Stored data
———

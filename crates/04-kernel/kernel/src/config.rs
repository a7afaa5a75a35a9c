use serde::Deserialize;
use std::time::Duration;

use crate::error::{KernelError, KernelResult};

/// Tunables for a [`crate::Kernel`].
#[derive(Clone, Debug, PartialEq, Eq, Deserialize)]
#[serde(default)]
pub struct KernelConfig {
    /// Size of the process worker pool.
    pub worker_threads: usize,
    /// Upper bound on processes handed to workers but not yet finished.
    /// Defaults to twice `worker_threads` when unset.
    pub max_in_flight: Option<usize>,
    /// Sleep between polls when the scheduler is empty or the kernel is saturated.
    pub idle_backoff_ms: u64,
    /// How long `stop` waits for threads before detaching them.
    pub shutdown_grace_ms: u64,
    /// Finished process records kept for status queries. Unset keeps every
    /// record until [`crate::Kernel::prune_finished`] runs.
    pub finished_retention: Option<usize>,
}

impl Default for KernelConfig {
    fn default() -> Self {
        Self {
            worker_threads: 4,
            max_in_flight: None,
            idle_backoff_ms: 10,
            shutdown_grace_ms: 5_000,
            finished_retention: None,
        }
    }
}

impl KernelConfig {
    /// Sets the worker pool size.
    pub fn with_worker_threads(mut self, workers: usize) -> Self {
        self.worker_threads = workers;
        self
    }

    /// Pins the in-flight limit instead of deriving it from the pool size.
    pub fn with_max_in_flight(mut self, limit: usize) -> Self {
        self.max_in_flight = Some(limit);
        self
    }

    /// Sets the idle backoff.
    pub fn with_idle_backoff(mut self, backoff: Duration) -> Self {
        self.idle_backoff_ms = backoff.as_millis() as u64;
        self
    }

    /// Sets the shutdown grace period.
    pub fn with_shutdown_grace(mut self, grace: Duration) -> Self {
        self.shutdown_grace_ms = grace.as_millis() as u64;
        self
    }

    /// Keeps at most `records` finished processes in the process table.
    pub fn with_finished_retention(mut self, records: usize) -> Self {
        self.finished_retention = Some(records);
        self
    }

    /// Effective in-flight limit.
    pub fn max_in_flight(&self) -> usize {
        self.max_in_flight
            .unwrap_or_else(|| self.worker_threads.saturating_mul(2))
    }

    /// Idle backoff as a [`Duration`].
    pub fn idle_backoff(&self) -> Duration {
        Duration::from_millis(self.idle_backoff_ms)
    }

    /// Shutdown grace period as a [`Duration`].
    pub fn shutdown_grace(&self) -> Duration {
        Duration::from_millis(self.shutdown_grace_ms)
    }

    /// Rejects values the kernel cannot run with.
    pub fn validate(&self) -> KernelResult<()> {
        if self.worker_threads == 0 {
            return Err(KernelError::InvalidConfig("worker_threads must be non-zero"));
        }
        if self.max_in_flight() == 0 {
            return Err(KernelError::InvalidConfig("max_in_flight must be non-zero"));
        }
        if self.finished_retention == Some(0) {
            return Err(KernelError::InvalidConfig("finished_retention must be non-zero"));
        }
        if self.idle_backoff_ms == 0 {
            return Err(KernelError::InvalidConfig("idle_backoff_ms must be non-zero"));
        }
        Ok(())
    }
}

#[cfg(test)]
mod tests {
    use super::*;

    #[test]
    fn in_flight_limit_tracks_worker_count() {
        let config = KernelConfig::default();
        assert_eq!(config.max_in_flight(), 8);
        assert_eq!(config.with_worker_threads(3).max_in_flight(), 6);
        let pinned = KernelConfig::default().with_max_in_flight(1).with_worker_threads(16);
        assert_eq!(pinned.max_in_flight(), 1);
    }

    #[test]
    fn zero_values_are_rejected() {
        let err = KernelConfig::default().with_worker_threads(0).validate();
        assert!(matches!(err, Err(KernelError::InvalidConfig(_))));
        let err = KernelConfig::default().with_max_in_flight(0).validate();
        assert!(matches!(err, Err(KernelError::InvalidConfig(_))));
        let err = KernelConfig::default().with_finished_retention(0).validate();
        assert!(matches!(err, Err(KernelError::InvalidConfig(_))));
        assert!(KernelConfig::default().validate().is_ok());
    }

    #[test]
    fn partial_documents_fill_in_defaults() {
        let config: KernelConfig = serde_json::from_str(r#"{"worker_threads": 2}"#).unwrap();
        assert_eq!(config.max_in_flight(), 4);
        assert_eq!(config.idle_backoff(), Duration::from_millis(10));
        assert_eq!(config.finished_retention, None);
    }
}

———

DIRECTIONS FOR THIS TASK: The records above should be duplicated in full, exactly as given.

WRITTEN SOLUTION:
filename crates/04-kernel/kernel/src/config.rs
repository a7afaa5a75a35a9c
use serde::Deserialize;
use std::time::Duration;

use crate::error::{KernelError, KernelResult};

/// Tunables for a [`crate::Kernel`].
#[derive(Clone, Debug, PartialEq, Eq, Deserialize)]
#[serde(default)]
pub struct KernelConfig {
    /// Size of the process worker pool.
    pub worker_threads: usize,
    /// Upper bound on processes handed to workers but not yet finished.
    /// Defaults to twice `worker_threads` when unset.
    pub max_in_flight: Option<usize>,
    /// Sleep between polls when the scheduler is empty or the kernel is saturated.
    pub idle_backoff_ms: u64,
    /// How long `stop` waits for threads before detaching them.
    pub shutdown_grace_ms: u64,
    /// Finished process records kept for status queries. Unset keeps every
    /// record until [`crate::Kernel::prune_finished`] runs.
    pub finished_retention: Option<usize>,
}

impl Default for KernelConfig {
    fn default() -> Self {
        Self {
            worker_threads: 4,
            max_in_flight: None,
            idle_backoff_ms: 10,
            shutdown_grace_ms: 5_000,
            finished_retention: None,
        }
    }
}

impl KernelConfig {
    /// Sets the worker pool size.
    pub fn with_worker_threads(mut self, workers: usize) -> Self {
        self.worker_threads = workers;
        self
    }

    /// Pins the in-flight limit instead of deriving it from the pool size.
    pub fn with_max_in_flight(mut self, limit: usize) -> Self {
        self.max_in_flight = Some(limit);
        self
    }

    /// Sets the idle backoff.
    pub fn with_idle_backoff(mut self, backoff: Duration) -> Self {
        self.idle_backoff_ms = backoff.as_millis() as u64;
        self
    }

    /// Sets the shutdown grace period.
    pub fn with_shutdown_grace(mut self, grace: Duration) -> Self {
        self.shutdown_grace_ms = grace.as_millis() as u64;
        self
    }

    /// Keeps at most `records` finished processes in the process table.
    pub fn with_finished_retention(mut self, records: usize) -> Self {
        self.finished_retention = Some(records);
        self
    }

    /// Effective in-flight limit.
    pub fn max_in_flight(&self) -> usize {
        self.max_in_flight
            .unwrap_or_else(|| self.worker_threads.saturating_mul(2))
    }

    /// Idle backoff as a [`Duration`].
    pub fn idle_backoff(&self) -> Duration {
        Duration::from_millis(self.idle_backoff_ms)
    }

    /// Shutdown grace period as a [`Duration`].
    pub fn shutdown_grace(&self) -> Duration {
        Duration::from_millis(self.shutdown_grace_ms)
    }

    /// Rejects values the kernel cannot run with.
    pub fn validate(&self) -> KernelResult<()> {
        if self.worker_threads == 0 {
            return Err(KernelError::InvalidConfig("worker_threads must be non-zero"));
        }
        if self.max_in_flight() == 0 {
            return Err(KernelError::InvalidConfig("max_in_flight must be non-zero"));
        }
        if self.finished_retention == Some(0) {
            return Err(KernelError::InvalidConfig("finished_retention must be non-zero"));
        }
        if self.idle_backoff_ms == 0 {
            return Err(KernelError::InvalidConfig("idle_backoff_ms must be non-zero"));
        }
        Ok(())
    }
}

#[cfg(test)]
mod tests {
    use super::*;

    #[test]
    fn in_flight_limit_tracks_worker_count() {
        let config = KernelConfig::default();
        assert_eq!(config.max_in_flight(), 8);
        assert_eq!(config.with_worker_threads(3).max_in_flight(), 6);
        let pinned = KernelConfig::default().with_max_in_flight(1).with_worker_threads(16);
        assert_eq!(pinned.max_in_flight(), 1);
    }

    #[test]
    fn zero_values_are_rejected() {
        let err = KernelConfig::default().with_worker_threads(0).validate();
        assert!(matches!(err, Err(KernelError::InvalidConfig(_))));
        let err = KernelConfig::default().with_max_in_flight(0).validate();
        assert!(matches!(err, Err(KernelError::InvalidConfig(_))));
        let err = KernelConfig::default().with_finished_retention(0).validate();
        assert!(matches!(err, Err(KernelError::InvalidConfig(_))));
        assert!(KernelConfig::default().validate().is_ok());
    }

    #[test]
    fn partial_documents_fill_in_defaults() {
        let config: KernelConfig = serde_json::from_str(r#"{"worker_threads": 2}"#).unwrap();
        assert_eq!(config.max_in_flight(), 4);
        assert_eq!(config.idle_backoff(), Duration::from_millis(10));
        assert_eq!(config.finished_retention, None);
    }
}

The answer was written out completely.